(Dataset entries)
★ ★ ★ ★ ★ ★ ★

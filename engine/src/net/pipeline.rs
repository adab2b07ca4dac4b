use log::debug;

use dawn_shared::{EntityId, EntityType, NetRole, SceneManager};

use crate::{error::PipelineError, net::CNetData};

/// Builds the local representation of a networked entity type.
///
/// Both the server (when spawning) and clients (when a spawn arrives) go
/// through the same pipeline, so an implementation decides per `role` which
/// components an entity gets on each side.
pub trait NetEntityPipeline {
    fn create_entity_from_type(
        &self,
        spawner: &mut EntitySpawner<'_>,
        entity_type: EntityType,
        role: NetRole,
    ) -> Result<EntityId, PipelineError>;
}

/// Registry access handed to a pipeline. Entities created through a spawner
/// are removed again if the pipeline call fails.
pub struct EntitySpawner<'s> {
    scene: &'s mut SceneManager,
    reserved: Option<EntityId>,
    created: Vec<EntityId>,
}

impl<'s> EntitySpawner<'s> {
    pub(crate) fn new(scene: &'s mut SceneManager, reserved: Option<EntityId>) -> Self {
        Self {
            scene,
            reserved,
            created: Vec::new(),
        }
    }

    /// Creates an entity. The first entity created takes the reserved id,
    /// if there is one.
    pub fn create_entity(&mut self, entity_type: EntityType) -> Result<EntityId, PipelineError> {
        let id = match self.reserved.take() {
            Some(id) => self.scene.create_entity_with_id(id, entity_type)?,
            None => self.scene.create_entity(entity_type),
        };
        self.created.push(id);
        Ok(id)
    }

    pub fn insert_component<C: 'static>(
        &mut self,
        id: EntityId,
        component: C,
    ) -> Result<(), PipelineError> {
        self.scene.insert_component(id, component)?;
        Ok(())
    }

    pub fn scene(&mut self) -> &mut SceneManager {
        self.scene
    }

    fn rollback(self) {
        for id in self.created {
            self.scene.destroy_entity(id);
        }
    }
}

/// Runs a pipeline and checks the result is a networked entity. Nothing the
/// pipeline created survives a failure.
pub(crate) fn build_entity(
    pipeline: Option<&dyn NetEntityPipeline>,
    scene: &mut SceneManager,
    reserved: Option<EntityId>,
    entity_type: EntityType,
    role: NetRole,
) -> Result<EntityId, PipelineError> {
    let Some(pipeline) = pipeline else {
        return Err(PipelineError::NoPipeline { entity_type });
    };

    let mut spawner = EntitySpawner::new(scene, reserved);
    let result = pipeline
        .create_entity_from_type(&mut spawner, entity_type, role)
        .and_then(|id| {
            if spawner.scene.component::<CNetData>(id).is_some() {
                Ok(id)
            } else {
                Err(PipelineError::MissingNetData { entity_type })
            }
        });

    match result {
        Ok(id) => Ok(id),
        Err(error) => {
            debug!("pipeline failed for type {}: {}", entity_type, error);
            spawner.rollback();
            Err(error)
        }
    }
}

★ ★ ★ ★ ★ ★ ★

• [TASK GOAL]: Give the data again, exactly.

• [OUTPUT FOR THIS EXERCISE]:
filename engine/src/net/pipeline.rs
repository adab2b07ca4dac4b
use log::debug;

use dawn_shared::{EntityId, EntityType, NetRole, SceneManager};

use crate::{error::PipelineError, net::CNetData};

/// Builds the local representation of a networked entity type.
///
/// Both the server (when spawning) and clients (when a spawn arrives) go
/// through the same pipeline, so an implementation decides per `role` which
/// components an entity gets on each side.
pub trait NetEntityPipeline {
    fn create_entity_from_type(
        &self,
        spawner: &mut EntitySpawner<'_>,
        entity_type: EntityType,
        role: NetRole,
    ) -> Result<EntityId, PipelineError>;
}

/// Registry access handed to a pipeline. Entities created through a spawner
/// are removed again if the pipeline call fails.
pub struct EntitySpawner<'s> {
    scene: &'s mut SceneManager,
    reserved: Option<EntityId>,
    created: Vec<EntityId>,
}

impl<'s> EntitySpawner<'s> {
    pub(crate) fn new(scene: &'s mut SceneManager, reserved: Option<EntityId>) -> Self {
        Self {
            scene,
            reserved,
            created: Vec::new(),
        }
    }

    /// Creates an entity. The first entity created takes the reserved id,
    /// if there is one.
    pub fn create_entity(&mut self, entity_type: EntityType) -> Result<EntityId, PipelineError> {
        let id = match self.reserved.take() {
            Some(id) => self.scene.create_entity_with_id(id, entity_type)?,
            None => self.scene.create_entity(entity_type),
        };
        self.created.push(id);
        Ok(id)
    }

    pub fn insert_component<C: 'static>(
        &mut self,
        id: EntityId,
        component: C,
    ) -> Result<(), PipelineError> {
        self.scene.insert_component(id, component)?;
        Ok(())
    }

    pub fn scene(&mut self) -> &mut SceneManager {
        self.scene
    }

    fn rollback(self) {
        for id in self.created {
            self.scene.destroy_entity(id);
        }
    }
}

/// Runs a pipeline and checks the result is a networked entity. Nothing the
/// pipeline created survives a failure.
pub(crate) fn build_entity(
    pipeline: Option<&dyn NetEntityPipeline>,
    scene: &mut SceneManager,
    reserved: Option<EntityId>,
    entity_type: EntityType,
    role: NetRole,
) -> Result<EntityId, PipelineError> {
    let Some(pipeline) = pipeline else {
        return Err(PipelineError::NoPipeline { entity_type });
    };

    let mut spawner = EntitySpawner::new(scene, reserved);
    let result = pipeline
        .create_entity_from_type(&mut spawner, entity_type, role)
        .and_then(|id| {
            if spawner.scene.component::<CNetData>(id).is_some() {
                Ok(id)
            } else {
                Err(PipelineError::MissingNetData { entity_type })
            }
        });

    match result {
        Ok(id) => Ok(id),
        Err(error) => {
            debug!("pipeline failed for type {}: {}", entity_type, error);
            spawner.rollback();
            Err(error)
        }
    }
}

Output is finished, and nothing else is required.